Well, I kept trying to post something over the last couple of days, but darn it all.... we have been run to death here.
The first day the group was all together, we went to Tiananmen Square and the Imperial City. We thoroughly enjoyed that - and I have some great pics to show for it. I'll post either the pics or a link to the pics a little later. I need to have some time to work on them... and this computer doesn't have the program I'm used to working with so it may take me some time to figure out how to make small enough copies that it won't take 6 hours to get them up online.
That evening we were treated to an acrobat show - and Kenzie was fascinated. She couldn't take her eyes off of everything. I tried to video tape and - DUH! I ran out of tape less than halfway through. But it was great fun to watch.
The next day we went to the Great Wall. Now, I know you can't tell by looking at me, but I'm a Liiiiiiiittttle bit out of shape. No, really - I am! LOL! OK joking aside... I can tell you if you have any ideas about climbing the wall, let me warn you - it's not at all like climbing a set of stairs. The steps are uneven, sometimes even dangerously worn down in places, and the risers aren't the same... some are very short (maybe 4-5 inches high) and others are almost two feet high. I had one gentleman help me over the first one I encountered.
I gotta tell you, I ran out of breath very quickly. I told Roy and Kenzie to go on ahead. Kenzie walked up the stairs like it was nothing. She didn't want to stop - and wasn't even breathing hard... she was a natural at it. She had so much stamina - I was very proud of her and how she just dove in and went for it. They almost made it to the top of one ridge, but Roy was worried about how long it would take to get back down, so he told Kenzie they had to turn around and get down. I almost made it to the top of the first climb up the side of the mountain.
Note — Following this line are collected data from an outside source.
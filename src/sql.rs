//! SQL text transformation helpers.
//!
//! The generic interface lets callers write positional `?` placeholders;
//! the native layer only binds by name. [`rewrite_placeholders`] bridges
//! the two before statement text ever reaches the native parse primitive.

/// Name stem of generated placeholders.
const PARAM_STEM: &str = "autoparam";

/// SQL text transformed for the native named-placeholder convention.
#[derive(Debug, Clone, PartialEq, Eq)]
pub struct RewrittenSql {
    /// Transformed SQL text.
    pub text: String,
    /// Generated placeholder names (no leading colon), in occurrence order.
    pub names: Vec<String>,
}

impl RewrittenSql {
    /// Number of positional placeholders that were rewritten.
    pub fn param_count(&self) -> usize {
        self.names.len()
    }
}

/// Replace each unnamed `?` marker with a uniquely named placeholder.
///
/// The first occurrence becomes `:autoparam0`, the second `:autoparam1`,
/// and so on in strict left-to-right order, one occurrence per substitution
/// pass until none remain. Placeholders that are already named pass through
/// untouched, and input with no markers is returned unchanged, so the
/// rewrite is idempotent on its own output.
///
/// Known limitation: the scan is purely textual and does not track quoted
/// string literals, so a `?` inside one is rewritten as well. Callers that
/// need a literal question mark must bind it as a parameter.
pub fn rewrite_placeholders(sql: &str) -> RewrittenSql {
    let mut text = sql.to_string();
    let mut names = Vec::new();
    // Replacement text never contains `?`, so each pass strictly reduces
    // the marker count.
    while let Some(pos) = text.find('?') {
        let name = format!("{}{}", PARAM_STEM, names.len());
        text.replace_range(pos..pos + 1, &format!(":{}", name));
        names.push(name);
    }
    RewrittenSql { text, names }
}

/// Escape embedded quotes by doubling them and wrap the value in quotes.
pub fn quote_literal(value: &str) -> String {
    format!("'{}'", value.replace('\'', "''"))
}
Funny thing, I was huffing and puffing up the steps, and a group of Chinese women, who were taking their time and still passing me up, having great fun with the climb (and laughing at me for my efforts - which was okay with me - I laughed with them) passed me going up the steps. We met again as they were going down. Roy and Kenzie were behind them and I heard her call out "Mama", and I waved at her. I guess they thought I was waving at them... they all yelled out and waved at me and then all of them wanted the others to take their picture with me. Very funny - until Kenzie came down and hugged me and stood with me. Then there was a change in their expressions. Not so jovial then. Makes me wonder what went through their minds.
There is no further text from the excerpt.